For the Polish nobility it a strife for independence and unification at least until the constitutional autonomous era (since 1867). For the Ruthenian intelligentsia that until 1880s was largely of clerical composition, cultural and religious autonomy was a primary ideation. For Old Ruthenians, Russophiles, the St. George Party the self- identification largely translated to adherence to “Holy Rus,” that is not to be meant in political sense as a positioning in favor of the Russian Empire. Although by the gravity of cultural and linguistic affinities all these groupings sooner or later in political sense would become moscophiles. Orientation on the Russian Empire became especially undisguised after the defeat in the Austo-Prussian war in 1866. The Austrian government, which since the 1848 Revolution patronized the Old Ruthenian socio-cultural trend, largely did not attend to the political orientation of various groups of Russophiles in Eastern Galicia.

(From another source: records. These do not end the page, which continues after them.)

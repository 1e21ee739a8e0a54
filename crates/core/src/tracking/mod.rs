//! Session lifecycle tracking
//!
//! The coordinator is the single authoritative owner of "what is running
//! now"; the reminder scheduler and external action bridge hang off it.

pub mod actions;
pub mod coordinator;
pub mod ports;
pub mod reminders;

pub use coordinator::{CoordinatorDeps, TrackingCoordinator};
pub use reminders::ReminderScheduler;
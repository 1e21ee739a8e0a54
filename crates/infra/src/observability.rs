//! Tracing bootstrap

use tracing_subscriber::EnvFilter;

/// Initialise the global tracing subscriber once.
///
/// `RUST_LOG` takes precedence over the configured level. Repeated calls
/// are harmless no-ops.
pub fn init_tracing(log_level: &str) {
    let filter =
        EnvFilter::try_from_default_env().unwrap_or_else(|_| EnvFilter::new(log_level));
    let _ = tracing_subscriber::fmt().with_env_filter(filter).try_init();
}
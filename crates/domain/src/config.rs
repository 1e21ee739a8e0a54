//! Configuration structures

use serde::{Deserialize, Serialize};

/// Configuration for the application
#[derive(Debug, Clone, Serialize, Deserialize)]
pub struct AppConfig {
    /// Path to the SQLite database file
    pub database_path: String,
    /// Log level filter passed to the tracing subscriber
    pub log_level: String,
}

impl Default for AppConfig {
    fn default() -> Self {
        Self { database_path: "goaltimer.db".into(), log_level: "info".into() }
    }
}
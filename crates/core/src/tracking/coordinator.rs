//! Session lifecycle coordinator - core business logic
//!
//! The single authoritative owner of "what is running now". All lifecycle
//! operations serialize through one async mutex: a logical operation
//! completes fully (durable writes first, then in-memory state, then
//! best-effort collaborators) before the next begins, so a crash
//! mid-operation leaves durable and in-memory state consistent with "not
//! yet applied" rather than partially applied.

use std::collections::HashSet;
use std::sync::Arc;

use goaltimer_domain::constants::MS_PER_MINUTE;
use goaltimer_domain::days;
use goaltimer_domain::{
    Activity, ActivityInput, ActivityStats, ActivityUpdate, DailyGoal, DailySummary,
    GoalTimerError, Note, OverallStats, Result, Session, TrackingAction, TrackingPayload,
};
use tokio::sync::Mutex;
use tracing::{debug, info, warn};

use crate::export;
use crate::stats;
use crate::summary::aggregation::build_daily_summary;
use crate::summary::cache::{live_session_overlaps, SummaryCache};
use crate::sync::SyncService;

use super::ports::{
    ActivityRepository, Clock, GoalRepository, HapticsPort, NotificationScheduler,
    NoteRepository, SessionRepository, TrackingAdapter,
};
use super::reminders::ReminderScheduler;

/// Collaborators injected into the coordinator at construction.
///
/// The coordinator is built exactly once at process start and handed to
/// callers by reference. There is no ambient global instance.
pub struct CoordinatorDeps {
    pub activities: Arc<dyn ActivityRepository>,
    pub goals: Arc<dyn GoalRepository>,
    pub sessions: Arc<dyn SessionRepository>,
    pub notes: Arc<dyn NoteRepository>,
    pub notifier: Arc<dyn NotificationScheduler>,
    pub adapter: Arc<dyn TrackingAdapter>,
    pub haptics: Arc<dyn HapticsPort>,
    pub sync: Arc<dyn SyncService>,
    pub clock: Arc<dyn Clock>,
}

/// Everything guarded by the coordinator's serialization mutex.
struct EngineState {
    ready: bool,
    activities: Vec<Activity>,
    goals: Vec<DailyGoal>,
    sessions: Vec<Session>,
    notes: Vec<Note>,
    running: Option<Session>,
    break_ends_at: Option<i64>,
    now_ms: i64,
    cache: SummaryCache,
    reminders: ReminderScheduler,
    pending_action: Option<TrackingAction>,
}

enum SuspendMode {
    Pause,
    Stop,
}

/// Authoritative session lifecycle state machine.
pub struct TrackingCoordinator {
    activities: Arc<dyn ActivityRepository>,
    goals: Arc<dyn GoalRepository>,
    sessions: Arc<dyn SessionRepository>,
    notes: Arc<dyn NoteRepository>,
    adapter: Arc<dyn TrackingAdapter>,
    haptics: Arc<dyn HapticsPort>,
    sync: Arc<dyn SyncService>,
    clock: Arc<dyn Clock>,
    state: Mutex<EngineState>,
}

The situation has changed after the Astro-Russian relations took a confrontational course in the 1880s. 

From the beginning at least from the 1860s another trend of Galician-Ruthenian civic life could be traced. In the beginning it was rather a literary awakening born out of discovering Shevchenko and through his works opening a historic Ukraine. Ruthenian (Ukrainian) youth, largely Gymnasium and university students romanticized Cossackdom and the fight for freedom, imagining themselves to be the heirs of legendary Ukrainian Cossacks. It became fashionable to imitate dressing like cossacks, although as Ivan Franko wrote it was a rather theatrical imitation. “A so-called cossack costume was discovered. In fact people who never saw cossacks blueprinted a dress of the lackeys of Polish lords who adopted this style for their service men. A pseudo cossack fashion started in Lviv and spread out in all Galicia.”[ii] This was not yet a political movement. The latter had to be formed through the confrontation with the St. George Party (Old Ruthenians) and by shaping its identity by specific political tenets, which later in the 1880s would be defined as Populist (Narodnyi) and eventually in the 1890s as national-democratic. 

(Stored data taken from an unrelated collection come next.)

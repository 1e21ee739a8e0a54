//! Streak and per-activity statistics
//!
//! Built on top of the aggregation engine: callers pass a summary provider
//! (usually the coordinator's cached read path) so every day is computed at
//! most once per query.

use std::collections::HashSet;

use goaltimer_domain::constants::{STATS_WINDOW_LONG_DAYS, STATS_WINDOW_SHORT_DAYS};
use goaltimer_domain::days;
use goaltimer_domain::{
    Activity, ActivityStats, ActivityTotals, DailyGoal, DailySummary, DayMinutes, OverallStats,
    Session,
};

/// Cross-activity streaks and rolling totals.
///
/// A day counts toward a streak only when it has at least one goal and is
/// complete. `best_streak` is the longest counting run anywhere in history;
/// `current_streak` walks backward from today until a non-counting day.
pub fn overall_stats<F>(goals: &[DailyGoal], today: &str, mut summary_for: F) -> OverallStats
where
    F: FnMut(&str) -> DailySummary,
{
    let last7_total = window_total(today, STATS_WINDOW_SHORT_DAYS, &mut summary_for);
    let last30_total = window_total(today, STATS_WINDOW_LONG_DAYS, &mut summary_for);

    let mut goal_dates: Vec<&str> = goals.iter().map(|g| g.date.as_str()).collect();
    goal_dates.sort_unstable();
    goal_dates.dedup();
    let Some(&earliest) = goal_dates.first() else {
        return OverallStats { current_streak: 0, best_streak: 0, last7_total, last30_total };
    };

    let goal_days: HashSet<&str> = goal_dates.iter().copied().collect();
    let all_dates = days::keys_in_range(earliest, today);

    let mut counting = Vec::with_capacity(all_dates.len());
    let mut best_streak = 0u32;
    let mut rolling = 0u32;
    for date in &all_dates {
        let counts = goal_days.contains(date.as_str()) && summary_for(date).is_complete;
        counting.push(counts);
        if counts {
            rolling += 1;
            best_streak = best_streak.max(rolling);
        } else {
            rolling = 0;
        }
    }

    let current_streak =
        u32::try_from(counting.iter().rev().take_while(|counts| **counts).count())
            .unwrap_or(u32::MAX);

    OverallStats { current_streak, best_streak, last7_total, last30_total }
}

/// Historical statistics for one activity.
///
/// The caller resolves the activity (an unknown id is a `NotFound` contract
/// error before this function is reached).
pub fn activity_stats<F>(
    activity: &Activity,
    goals: &[DailyGoal],
    sessions: &[Session],
    today: &str,
    mut summary_for: F,
) -> ActivityStats
where
    F: FnMut(&str) -> DailySummary,
{
    let mut minutes_for_date = |date: &str| -> u32 {
        summary_for(date)
            .activities
            .iter()
            .find(|entry| entry.activity_id == activity.id)
            .map_or(0, |entry| entry.worked_minutes)
    };

    let last7_dates = window_dates(today, STATS_WINDOW_SHORT_DAYS);
    let last30_dates = window_dates(today, STATS_WINDOW_LONG_DAYS);
    let last7 = sum_minutes(&last7_dates, &mut minutes_for_date);
    let last30 = sum_minutes(&last30_dates, &mut minutes_for_date);

    // All-time starts at the earliest day the activity has a goal or session
    let mut first_dates: Vec<&str> = goals
        .iter()
        .filter(|g| g.activity_id == activity.id)
        .map(|g| g.date.as_str())
        .chain(
            sessions
                .iter()
                .filter(|s| s.activity_id == activity.id)
                .map(|s| s.date.as_str()),
        )
        .collect();
    first_dates.sort_unstable();
    let earliest = first_dates.first().copied().unwrap_or(today);
    let all_time = sum_minutes(&days::keys_in_range(earliest, today), &mut minutes_for_date);

    let daily_minutes: Vec<DayMinutes> = last30_dates
        .iter()
        .map(|date| DayMinutes { date: date.clone(), minutes: minutes_for_date(date) })
        .collect();

    let tracked: Vec<u32> =
        daily_minutes.iter().map(|entry| entry.minutes).filter(|m| *m > 0).collect();
    let average_per_tracked_day = if tracked.is_empty() {
        0
    } else {
        let total: u32 = tracked.iter().fold(0u32, |acc, m| acc.saturating_add(*m));
        let count = u32::try_from(tracked.len()).unwrap_or(u32::MAX);
        // Round-half-up integer mean, matching the displayed value
        (total + count / 2) / count
    };

    let mut goal_days = 0u32;
    let mut met_days = 0u32;
    for goal in goals.iter().filter(|g| g.activity_id == activity.id) {
        goal_days += 1;
        if minutes_for_date(&goal.date) >= goal.goal_minutes {
            met_days += 1;
        }
    }
    let completion_rate =
        if goal_days == 0 { 0.0 } else { f64::from(met_days) / f64::from(goal_days) };

    let mut best_day: Option<DayMinutes> = None;
    for entry in &daily_minutes {
        let is_better = best_day.as_ref().map_or(true, |best| entry.minutes > best.minutes);
        if is_better {
            best_day = Some(entry.clone());
        }
    }

    ActivityStats {
        activity: activity.clone(),
        totals: ActivityTotals { last7, last30, all_time },
        average_per_tracked_day,
        completion_rate,
        best_day,
        daily_minutes,
    }
}

fn window_dates(today: &str, window_days: i64) -> Vec<String> {
    let start = days::add_days(today, -(window_days - 1));
    days::keys_in_range(&start, today)
}

fn window_total<F>(today: &str, window_days: i64, summary_for: &mut F) -> u32
where
    F: FnMut(&str) -> DailySummary,
{
    window_dates(today, window_days)
        .iter()
        .fold(0u32, |acc, date| acc.saturating_add(summary_for(date).total_worked_minutes))
}

fn sum_minutes<F>(dates: &[String], minutes_for_date: &mut F) -> u32
where
    F: FnMut(&str) -> u32,
{
    dates.iter().fold(0u32, |acc, date| acc.saturating_add(minutes_for_date(date)))
}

The evolution of Ukrainian (Galician-Ruthenian) political thought was neither simple or linear. On the surface it could be seen as a departure from romantic endeavors of sporting cossack costumes, devotion to historical Rus-Ukraine and denunciation of the Muscovite (Russian) and Liakhi (Polish) oppression. In other words, the new movement was progressing from Ukrainophilism toward Galician-Ukrainian national direction. Its political premises crystalized in the course of the 1880s with the beginning of publication of the periodical Dilo (the Deed) in 1880. It became daily in 1888. The development of Galician-Ukrainian national-democratic thought is directly connected to the contacts and interactions with Ukrainian intellectuals from the under-Russia Dnipro Ukraine. In this regard Ivan L. Rudnytsky wrote: 

Relation between “Dnieper” (east-central) Ukraine and Galicia, whose educated classes

were bred in different intellectual traditions, were fraught with psychological difficulties.

In spite of this, collaboration was a vital necessity for both regions of Ukraine. For Galicia,

it was necessary because the Habsburgs’ Ukrainians derived formative ideas from Dnieper 

Ukraine, for the Dnieper Ukrainians, because Galicia was a sanctuary from tsarist persecutions.

The Piedmont complex – the conviction that their small homeland was called to take the forefront

of the whole nation’s struggle for liberation – occupied a large place in the thinking of the Galician

Ukrainians on the eve of the Great War.[iii] 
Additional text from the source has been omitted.